▶ _Work instruction_
The response has to be every entry, printed word for word.

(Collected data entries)

//! Timebox CLI Library
//!
//! Command-line front end for running problem solutions under a timeout.
//! By default each method runs inside a disposable worker process that is
//! killed and replaced whenever a method overruns its limit.
//!
//! Binaries with their own problem set call [`run_with_cli`] with that set;
//! the same binary then serves as its own worker.
//!
//! # Example
//!
//! ```ignore
//! fn main() -> anyhow::Result<()> {
//!     let problems = vec![Problem::new(1, "One").answer(1).method("naive", || 1)];
//!     timebox_cli::run_with_cli(timebox_cli::Cli::parse(), problems)
//! }
//! ```

mod catalogue;
mod config;
mod executor;
mod plan;
mod report;
mod supervisor;

pub use catalogue::problems;
pub use config::{ConfigError, SupervisorConfig};
pub use executor::{IsolatedExecutor, LocalExecutor};
pub use plan::{build_plan, ExecutionPlan, PlanEntry};
pub use report::{format_text, generate_json_report, OutputFormat, ProblemOutcome};
pub use supervisor::{Supervisor, SupervisorError, WorkerCommand, WorkerProcess};

pub use clap::Parser;

use anyhow::Context;
use clap::Subcommand;
use std::path::PathBuf;
use std::sync::Arc;
use std::time::Duration;
use timebox_core::{Problem, ProblemRegistry, ProblemRunInfo, TimeoutLimits, Worker, WorkerExit};
use tracing_subscriber::EnvFilter;

/// Timebox CLI arguments
#[derive(Parser, Debug)]
#[command(name = "timebox")]
#[command(author, version, about = "Run problem solutions under a timeout in disposable worker processes")]
pub struct Cli {
    #[command(subcommand)]
    pub command: Option<Commands>,

    /// Problems to run, as `id` or `id.method` (default: all)
    pub problems: Vec<String>,

    /// TOML configuration file
    #[arg(long, global = true)]
    pub config: Option<PathBuf>,

    /// First port tried for the worker; the listening port in worker mode
    #[arg(long, global = true)]
    pub port: Option<u16>,

    /// Time limit for all methods of a problem, in milliseconds (0 = none)
    #[arg(long, global = true)]
    pub problem_timeout: Option<u64>,

    /// Time limit for a single method, in milliseconds (0 = none)
    #[arg(long, global = true)]
    pub method_timeout: Option<u64>,

    /// Show worker diagnostics on stderr
    #[arg(long, global = true)]
    pub debug: bool,

    /// Verbose output
    #[arg(short, long, global = true)]
    pub verbose: bool,

    /// Output format: text, json
    #[arg(long, global = true, default_value = "text")]
    pub format: OutputFormat,

    /// Hide the progress bar
    #[arg(short, long, global = true)]
    pub quiet: bool,
}

/// CLI subcommands
#[derive(Subcommand, Debug)]
pub enum Commands {
    /// Run problems in an isolated worker process (default)
    Run {
        /// Problems to run, as `id` or `id.method`
        problems: Vec<String>,
    },
    /// Run problems in-process; a hung method is abandoned, not killed
    Local {
        /// Problems to run, as `id` or `id.method`
        problems: Vec<String>,

        /// Time limit for the whole batch, in milliseconds (0 = none)
        #[arg(long, default_value = "0")]
        total_timeout: u64,
    },
    /// List registered problems and their methods
    List,
    /// Internal: serve run requests (spawned by the supervisor)
    #[command(hide = true)]
    Worker {
        #[arg(long, default_value = "127.0.0.1")]
        host: String,
    },
}

/// Run the Timebox CLI over the built-in catalogue.
pub fn run() -> anyhow::Result<()> {
    run_with_cli(Cli::parse(), catalogue::problems())
}

/// Run the Timebox CLI with pre-parsed arguments over `problems`.
pub fn run_with_cli(cli: Cli, problems: Vec<Problem>) -> anyhow::Result<()> {
    init_tracing(cli.verbose);

    let registry = Arc::new(ProblemRegistry::import(problems).context("invalid problem catalogue")?);

    match cli.command {
        Some(Commands::Worker { ref host }) => {
            let port = cli.port.context("worker mode needs --port")?;
            run_worker(host, port, registry)
        }
        Some(Commands::List) => {
            list_problems(&registry, cli.verbose);
            Ok(())
        }
        Some(Commands::Local {
            ref problems,
            total_timeout,
        }) => {
            let config = load_config(&cli)?;
            run_local(&cli, &config, problems, non_zero_millis(total_timeout), registry)
        }
        Some(Commands::Run { ref problems }) => {
            let config = load_config(&cli)?;
            run_isolated(&cli, config, problems, registry)
        }
        None => {
            let config = load_config(&cli)?;
            run_isolated(&cli, config, &cli.problems, registry)
        }
    }
}

fn init_tracing(verbose: bool) {
    let default = if verbose { "timebox=debug" } else { "timebox=info" };
    let filter = EnvFilter::try_from_default_env().unwrap_or_else(|_| EnvFilter::new(default));
    // A subscriber may already be installed when embedded in tests
    let _ = tracing_subscriber::fmt()
        .with_env_filter(filter)
        .with_writer(std::io::stderr)
        .try_init();
}

/// Config file first, then command-line overrides
fn load_config(cli: &Cli) -> anyhow::Result<SupervisorConfig> {
    let mut config = SupervisorConfig::load(cli.config.as_deref())?;

    if let Some(port) = cli.port {
        config.port_range_start = port;
        config.port_range_end = config.port_range_end.max(port);
    }
    if let Some(ms) = cli.problem_timeout {
        config.problem_timeout_ms = ms;
    }
    if let Some(ms) = cli.method_timeout {
        config.method_timeout_ms = ms;
    }
    config.debug |= cli.debug;

    config.validate()?;
    Ok(config)
}

/// Run as a worker process
fn run_worker(host: &str, port: u16, registry: Arc<ProblemRegistry>) -> anyhow::Result<()> {
    let worker = Worker::bind((host, port), registry)
        .with_context(|| format!("failed to bind worker on {}:{}", host, port))?;

    match worker.run()? {
        WorkerExit::Closed => Ok(()),
        WorkerExit::FailFast => anyhow::bail!("worker stopped after a failed method"),
    }
}

fn list_problems(registry: &ProblemRegistry, verbose: bool) {
    for problem in registry.iter() {
        println!("{:<5} {}", problem.id(), problem.title());
        if verbose {
            for line in problem.description().lines() {
                println!("      | {}", line);
            }
        }
        for method in problem.method_names() {
            println!("      + {}", method);
        }
    }
    println!("{} problems registered.", registry.len());
}

fn run_isolated(
    cli: &Cli,
    config: SupervisorConfig,
    selectors: &[String],
    registry: Arc<ProblemRegistry>,
) -> anyhow::Result<()> {
    let infos = ProblemRunInfo::parse_list(selectors)?;
    let mut command = WorkerCommand::current_exe().context("cannot locate worker executable")?;
    if cli.verbose {
        command = command.arg("--verbose");
    }

    let outcomes = IsolatedExecutor::new(config, command)
        .quiet(cli.quiet)
        .execute(registry, &infos)?;
    print_outcomes(cli.format, &outcomes)
}

fn run_local(
    cli: &Cli,
    config: &SupervisorConfig,
    selectors: &[String],
    total_timeout: Option<Duration>,
    registry: Arc<ProblemRegistry>,
) -> anyhow::Result<()> {
    let infos = ProblemRunInfo::parse_list(selectors)?;
    let limits = TimeoutLimits::new(config.problem_timeout(), config.method_timeout());

    let outcomes = LocalExecutor::new(limits, total_timeout)
        .quiet(cli.quiet)
        .execute(registry, &infos);
    print_outcomes(cli.format, &outcomes)
}

fn print_outcomes(format: OutputFormat, outcomes: &[ProblemOutcome]) -> anyhow::Result<()> {
    let output = match format {
        OutputFormat::Json => generate_json_report(outcomes)?,
        OutputFormat::Text => format_text(outcomes),
    };
    print!("{}", output);
    Ok(())
}

fn non_zero_millis(ms: u64) -> Option<Duration> {
    (ms > 0).then(|| Duration::from_millis(ms))
}
//! Test fixture: the timebox CLI over a problem set with known-bad methods.
//!
//! Integration tests spawn this binary in worker mode so that hanging and
//! crashing methods can be exercised without touching the real catalogue.

mod fixtures;

use timebox_cli::{Cli, Parser};

fn main() -> anyhow::Result<()> {
    timebox_cli::run_with_cli(Cli::parse(), fixtures::problems())
}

▶ _Answer box_
//! Timebox CLI Library
//!
//! Command-line front end for running problem solutions under a timeout.
//! By default each method runs inside a disposable worker process that is
//! killed and replaced whenever a method overruns its limit.
//!
//! Binaries with their own problem set call [`run_with_cli`] with that set;
//! the same binary then serves as its own worker.
//!
//! # Example
//!
//! ```ignore
//! fn main() -> anyhow::Result<()> {
//!     let problems = vec![Problem::new(1, "One").answer(1).method("naive", || 1)];
//!     timebox_cli::run_with_cli(timebox_cli::Cli::parse(), problems)
//! }
//! ```

mod catalogue;
mod config;
mod executor;
mod plan;
mod report;
mod supervisor;

pub use catalogue::problems;
pub use config::{ConfigError, SupervisorConfig};
pub use executor::{IsolatedExecutor, LocalExecutor};
pub use plan::{build_plan, ExecutionPlan, PlanEntry};
pub use report::{format_text, generate_json_report, OutputFormat, ProblemOutcome};
pub use supervisor::{Supervisor, SupervisorError, WorkerCommand, WorkerProcess};

pub use clap::Parser;

use anyhow::Context;
use clap::Subcommand;
use std::path::PathBuf;
use std::sync::Arc;
use std::time::Duration;
use timebox_core::{Problem, ProblemRegistry, ProblemRunInfo, TimeoutLimits, Worker, WorkerExit};
use tracing_subscriber::EnvFilter;

/// Timebox CLI arguments
#[derive(Parser, Debug)]
#[command(name = "timebox")]
#[command(author, version, about = "Run problem solutions under a timeout in disposable worker processes")]
pub struct Cli {
    #[command(subcommand)]
    pub command: Option<Commands>,

    /// Problems to run, as `id` or `id.method` (default: all)
    pub problems: Vec<String>,

    /// TOML configuration file
    #[arg(long, global = true)]
    pub config: Option<PathBuf>,

    /// First port tried for the worker; the listening port in worker mode
    #[arg(long, global = true)]
    pub port: Option<u16>,

    /// Time limit for all methods of a problem, in milliseconds (0 = none)
    #[arg(long, global = true)]
    pub problem_timeout: Option<u64>,

    /// Time limit for a single method, in milliseconds (0 = none)
    #[arg(long, global = true)]
    pub method_timeout: Option<u64>,

    /// Show worker diagnostics on stderr
    #[arg(long, global = true)]
    pub debug: bool,

    /// Verbose output
    #[arg(short, long, global = true)]
    pub verbose: bool,

    /// Output format: text, json
    #[arg(long, global = true, default_value = "text")]
    pub format: OutputFormat,

    /// Hide the progress bar
    #[arg(short, long, global = true)]
    pub quiet: bool,
}

/// CLI subcommands
#[derive(Subcommand, Debug)]
pub enum Commands {
    /// Run problems in an isolated worker process (default)
    Run {
        /// Problems to run, as `id` or `id.method`
        problems: Vec<String>,
    },
    /// Run problems in-process; a hung method is abandoned, not killed
    Local {
        /// Problems to run, as `id` or `id.method`
        problems: Vec<String>,

        /// Time limit for the whole batch, in milliseconds (0 = none)
        #[arg(long, default_value = "0")]
        total_timeout: u64,
    },
    /// List registered problems and their methods
    List,
    /// Internal: serve run requests (spawned by the supervisor)
    #[command(hide = true)]
    Worker {
        #[arg(long, default_value = "127.0.0.1")]
        host: String,
    },
}

/// Run the Timebox CLI over the built-in catalogue.
pub fn run() -> anyhow::Result<()> {
    run_with_cli(Cli::parse(), catalogue::problems())
}

/// Run the Timebox CLI with pre-parsed arguments over `problems`.
pub fn run_with_cli(cli: Cli, problems: Vec<Problem>) -> anyhow::Result<()> {
    init_tracing(cli.verbose);

    let registry = Arc::new(ProblemRegistry::import(problems).context("invalid problem catalogue")?);

    match cli.command {
        Some(Commands::Worker { ref host }) => {
            let port = cli.port.context("worker mode needs --port")?;
            run_worker(host, port, registry)
        }
        Some(Commands::List) => {
            list_problems(&registry, cli.verbose);
            Ok(())
        }
        Some(Commands::Local {
            ref problems,
            total_timeout,
        }) => {
            let config = load_config(&cli)?;
            run_local(&cli, &config, problems, non_zero_millis(total_timeout), registry)
        }
        Some(Commands::Run { ref problems }) => {
            let config = load_config(&cli)?;
            run_isolated(&cli, config, problems, registry)
        }
        None => {
            let config = load_config(&cli)?;
            run_isolated(&cli, config, &cli.problems, registry)
        }
    }
}

fn init_tracing(verbose: bool) {
    let default = if verbose { "timebox=debug" } else { "timebox=info" };
    let filter = EnvFilter::try_from_default_env().unwrap_or_else(|_| EnvFilter::new(default));
    // A subscriber may already be installed when embedded in tests
    let _ = tracing_subscriber::fmt()
        .with_env_filter(filter)
        .with_writer(std::io::stderr)
        .try_init();
}

/// Config file first, then command-line overrides
fn load_config(cli: &Cli) -> anyhow::Result<SupervisorConfig> {
    let mut config = SupervisorConfig::load(cli.config.as_deref())?;

    if let Some(port) = cli.port {
        config.port_range_start = port;
        config.port_range_end = config.port_range_end.max(port);
    }
    if let Some(ms) = cli.problem_timeout {
        config.problem_timeout_ms = ms;
    }
    if let Some(ms) = cli.method_timeout {
        config.method_timeout_ms = ms;
    }
    config.debug |= cli.debug;

    config.validate()?;
    Ok(config)
}

/// Run as a worker process
fn run_worker(host: &str, port: u16, registry: Arc<ProblemRegistry>) -> anyhow::Result<()> {
    let worker = Worker::bind((host, port), registry)
        .with_context(|| format!("failed to bind worker on {}:{}", host, port))?;

    match worker.run()? {
        WorkerExit::Closed => Ok(()),
        WorkerExit::FailFast => anyhow::bail!("worker stopped after a failed method"),
    }
}

fn list_problems(registry: &ProblemRegistry, verbose: bool) {
    for problem in registry.iter() {
        println!("{:<5} {}", problem.id(), problem.title());
        if verbose {
            for line in problem.description().lines() {
                println!("      | {}", line);
            }
        }
        for method in problem.method_names() {
            println!("      + {}", method);
        }
    }
    println!("{} problems registered.", registry.len());
}

fn run_isolated(
    cli: &Cli,
    config: SupervisorConfig,
    selectors: &[String],
    registry: Arc<ProblemRegistry>,
) -> anyhow::Result<()> {
    let infos = ProblemRunInfo::parse_list(selectors)?;
    let mut command = WorkerCommand::current_exe().context("cannot locate worker executable")?;
    if cli.verbose {
        command = command.arg("--verbose");
    }

    let outcomes = IsolatedExecutor::new(config, command)
        .quiet(cli.quiet)
        .execute(registry, &infos)?;
    print_outcomes(cli.format, &outcomes)
}

fn run_local(
    cli: &Cli,
    config: &SupervisorConfig,
    selectors: &[String],
    total_timeout: Option<Duration>,
    registry: Arc<ProblemRegistry>,
) -> anyhow::Result<()> {
    let infos = ProblemRunInfo::parse_list(selectors)?;
    let limits = TimeoutLimits::new(config.problem_timeout(), config.method_timeout());

    let outcomes = LocalExecutor::new(limits, total_timeout)
        .quiet(cli.quiet)
        .execute(registry, &infos);
    print_outcomes(cli.format, &outcomes)
}

fn print_outcomes(format: OutputFormat, outcomes: &[ProblemOutcome]) -> anyhow::Result<()> {
    let output = match format {
        OutputFormat::Json => generate_json_report(outcomes)?,
        OutputFormat::Text => format_text(outcomes),
    };
    print!("{}", output);
    Ok(())
}

fn non_zero_millis(ms: u64) -> Option<Duration> {
    (ms > 0).then(|| Duration::from_millis(ms))
}
//! Test fixture: the timebox CLI over a problem set with known-bad methods.
//!
//! Integration tests spawn this binary in worker mode so that hanging and
//! crashing methods can be exercised without touching the real catalogue.

mod fixtures;

use timebox_cli::{Cli, Parser};

fn main() -> anyhow::Result<()> {
    timebox_cli::run_with_cli(Cli::parse(), fixtures::problems())
}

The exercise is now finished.